▶ [What to do]: Each entry in the listing below should be returned precisely as it is.

● ● ● ● ● ● ●

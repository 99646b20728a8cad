//! # Redis 캐시 클라이언트 구현
//!
//! Redis를 백엔드로 하는 캐시 클라이언트를 제공합니다.
//! 멀티플렉싱된 단일 TCP 연결에서 여러 동시 요청을 처리하며,
//! Serde를 통한 투명한 JSON 직렬화를 지원합니다.
//!
//! ## 사용 예제
//!
//! ```rust,ignore
//! use crate::caching::redis::RedisClient;
//!
//! let redis = RedisClient::new().await?;
//!
//! // 투어 정보 캐싱 (10분 TTL)
//! redis.set_with_expiry("tour:5c88fa8cf4afda39709c2955", &tour, 600).await?;
//!
//! // 캐시된 데이터 조회
//! let cached: Option<Tour> = redis.get("tour:5c88fa8cf4afda39709c2955").await?;
//! ```

use redis::{AsyncCommands, Client};
use serde::{Serialize, de::DeserializeOwned};
use std::env;

/// Redis 캐시 클라이언트 래퍼
///
/// Redis 서버와의 상호작용을 추상화합니다. 제네릭 기반의 타입 안전한
/// get/set과 TTL 관리, 키 패턴 삭제를 제공합니다.
#[derive(Clone)]
pub struct RedisClient {
    /// 멀티플렉싱을 지원하는 Redis 클라이언트
    client: Client,
}

impl RedisClient {
    /// 새 Redis 클라이언트 인스턴스를 생성합니다.
    ///
    /// 환경 변수 `REDIS_URL`에서 서버 주소를 읽어오며, 설정되지 않은 경우
    /// 기본값 `redis://localhost:6379`를 사용합니다. 생성 시 PING으로
    /// 서버 가용성을 확인합니다.
    pub async fn new() -> Result<Self, Box<dyn std::error::Error>> {
        let redis_url = env::var("REDIS_URL")
            .unwrap_or_else(|_| "redis://localhost:6379".to_string());

        let client = Client::open(redis_url)?;

        // 연결 테스트
        let mut conn = client.get_multiplexed_async_connection().await?;
        redis::cmd("PING").query_async::<()>(&mut conn).await?;

        println!("✅ Redis 연결 성공");

        Ok(Self { client })
    }

    /// 키에 저장된 값을 조회하고 역직렬화합니다.
    ///
    /// 키가 없으면 `Ok(None)`을 반환합니다.
    pub async fn get<T: DeserializeOwned>(&self, key: &str) -> Result<Option<T>, redis::RedisError> {
        let mut conn = self.client.get_multiplexed_async_connection().await?;
        let value: Option<String> = conn.get(key).await?;

        match value {
            Some(json) => {
                let deserialized = serde_json::from_str(&json).map_err(|e| {
                    redis::RedisError::from((
                        redis::ErrorKind::TypeError,
                        "Deserialization failed",
                        e.to_string(),
                    ))
                })?;
                Ok(Some(deserialized))
            }
            None => Ok(None),
        }
    }

    /// 값을 JSON으로 직렬화하여 저장합니다. (만료 없음)
    pub async fn set<T: Serialize>(&self, key: &str, value: &T) -> Result<(), redis::RedisError> {
        let mut conn = self.client.get_multiplexed_async_connection().await?;
        let json = serde_json::to_string(value).map_err(|e| {
            redis::RedisError::from((
                redis::ErrorKind::TypeError,
                "Serialization failed",
                e.to_string(),
            ))
        })?;
        conn.set(key, json).await
    }

    /// 값을 TTL과 함께 저장합니다.
    ///
    /// * `seconds` - 만료 시간 (초)
    pub async fn set_with_expiry<T: Serialize>(
        &self,
        key: &str,
        value: &T,
        seconds: usize,
    ) -> Result<(), redis::RedisError> {
        let mut conn = self.client.get_multiplexed_async_connection().await?;
        let json = serde_json::to_string(value).map_err(|e| {
            redis::RedisError::from((
                redis::ErrorKind::TypeError,
                "Serialization failed",
                e.to_string(),
            ))
        })?;
        conn.set_ex(key, json, seconds as u64).await
    }

    /// 키를 삭제합니다.
    pub async fn del(&self, key: &str) -> Result<(), redis::RedisError> {
        let mut conn = self.client.get_multiplexed_async_connection().await?;
        conn.del(key).await
    }

    /// 여러 키를 한 번에 삭제합니다.
    pub async fn del_multiple(&self, keys: &[String]) -> Result<(), redis::RedisError> {
        if keys.is_empty() {
            return Ok(());
        }
        let mut conn = self.client.get_multiplexed_async_connection().await?;
        conn.del(keys).await
    }

    /// 패턴과 일치하는 키 목록을 조회합니다.
    ///
    /// 캐시 무효화 시 `tour:*` 같은 패턴으로 관련 키를 찾는 데 사용됩니다.
    pub async fn keys(&self, pattern: &str) -> Result<Vec<String>, redis::RedisError> {
        let mut conn = self.client.get_multiplexed_async_connection().await?;
        conn.keys(pattern).await
    }
}

impl Default for RedisClient {
    fn default() -> Self {
        let redis_url = env::var("REDIS_URL")
            .unwrap_or_else(|_| "redis://localhost:6379".to_string());

        let client = Client::open(redis_url)
            .expect("Failed to create Redis client with default configuration");

        Self { client }
    }
}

● ● ● ● ● ● ●

▶ [Solved exercise]:
repository 99646b20728a8cad
//! # Redis 캐시 클라이언트 구현
//!
//! Redis를 백엔드로 하는 캐시 클라이언트를 제공합니다.
//! 멀티플렉싱된 단일 TCP 연결에서 여러 동시 요청을 처리하며,
//! Serde를 통한 투명한 JSON 직렬화를 지원합니다.
//!
//! ## 사용 예제
//!
//! ```rust,ignore
//! use crate::caching::redis::RedisClient;
//!
//! let redis = RedisClient::new().await?;
//!
//! // 투어 정보 캐싱 (10분 TTL)
//! redis.set_with_expiry("tour:5c88fa8cf4afda39709c2955", &tour, 600).await?;
//!
//! // 캐시된 데이터 조회
//! let cached: Option<Tour> = redis.get("tour:5c88fa8cf4afda39709c2955").await?;
//! ```

use redis::{AsyncCommands, Client};
use serde::{Serialize, de::DeserializeOwned};
use std::env;

/// Redis 캐시 클라이언트 래퍼
///
/// Redis 서버와의 상호작용을 추상화합니다. 제네릭 기반의 타입 안전한
/// get/set과 TTL 관리, 키 패턴 삭제를 제공합니다.
#[derive(Clone)]
pub struct RedisClient {
    /// 멀티플렉싱을 지원하는 Redis 클라이언트
    client: Client,
}

impl RedisClient {
    /// 새 Redis 클라이언트 인스턴스를 생성합니다.
    ///
    /// 환경 변수 `REDIS_URL`에서 서버 주소를 읽어오며, 설정되지 않은 경우
    /// 기본값 `redis://localhost:6379`를 사용합니다. 생성 시 PING으로
    /// 서버 가용성을 확인합니다.
    pub async fn new() -> Result<Self, Box<dyn std::error::Error>> {
        let redis_url = env::var("REDIS_URL")
            .unwrap_or_else(|_| "redis://localhost:6379".to_string());

        let client = Client::open(redis_url)?;

        // 연결 테스트
        let mut conn = client.get_multiplexed_async_connection().await?;
        redis::cmd("PING").query_async::<()>(&mut conn).await?;

        println!("✅ Redis 연결 성공");

        Ok(Self { client })
    }

    /// 키에 저장된 값을 조회하고 역직렬화합니다.
    ///
    /// 키가 없으면 `Ok(None)`을 반환합니다.
    pub async fn get<T: DeserializeOwned>(&self, key: &str) -> Result<Option<T>, redis::RedisError> {
        let mut conn = self.client.get_multiplexed_async_connection().await?;
        let value: Option<String> = conn.get(key).await?;

        match value {
            Some(json) => {
                let deserialized = serde_json::from_str(&json).map_err(|e| {
                    redis::RedisError::from((
                        redis::ErrorKind::TypeError,
                        "Deserialization failed",
                        e.to_string(),
                    ))
                })?;
                Ok(Some(deserialized))
            }
            None => Ok(None),
        }
    }

    /// 값을 JSON으로 직렬화하여 저장합니다. (만료 없음)
    pub async fn set<T: Serialize>(&self, key: &str, value: &T) -> Result<(), redis::RedisError> {
        let mut conn = self.client.get_multiplexed_async_connection().await?;
        let json = serde_json::to_string(value).map_err(|e| {
            redis::RedisError::from((
                redis::ErrorKind::TypeError,
                "Serialization failed",
                e.to_string(),
            ))
        })?;
        conn.set(key, json).await
    }

    /// 값을 TTL과 함께 저장합니다.
    ///
    /// * `seconds` - 만료 시간 (초)
    pub async fn set_with_expiry<T: Serialize>(
        &self,
        key: &str,
        value: &T,
        seconds: usize,
    ) -> Result<(), redis::RedisError> {
        let mut conn = self.client.get_multiplexed_async_connection().await?;
        let json = serde_json::to_string(value).map_err(|e| {
            redis::RedisError::from((
                redis::ErrorKind::TypeError,
                "Serialization failed",
                e.to_string(),
            ))
        })?;
        conn.set_ex(key, json, seconds as u64).await
    }

    /// 키를 삭제합니다.
    pub async fn del(&self, key: &str) -> Result<(), redis::RedisError> {
        let mut conn = self.client.get_multiplexed_async_connection().await?;
        conn.del(key).await
    }

    /// 여러 키를 한 번에 삭제합니다.
    pub async fn del_multiple(&self, keys: &[String]) -> Result<(), redis::RedisError> {
        if keys.is_empty() {
            return Ok(());
        }
        let mut conn = self.client.get_multiplexed_async_connection().await?;
        conn.del(keys).await
    }

    /// 패턴과 일치하는 키 목록을 조회합니다.
    ///
    /// 캐시 무효화 시 `tour:*` 같은 패턴으로 관련 키를 찾는 데 사용됩니다.
    pub async fn keys(&self, pattern: &str) -> Result<Vec<String>, redis::RedisError> {
        let mut conn = self.client.get_multiplexed_async_connection().await?;
        conn.keys(pattern).await
    }
}

impl Default for RedisClient {
    fn default() -> Self {
        let redis_url = env::var("REDIS_URL")
            .unwrap_or_else(|_| "redis://localhost:6379".to_string());

        let client = Client::open(redis_url)
            .expect("Failed to create Redis client with default configuration");

        Self { client }
    }
}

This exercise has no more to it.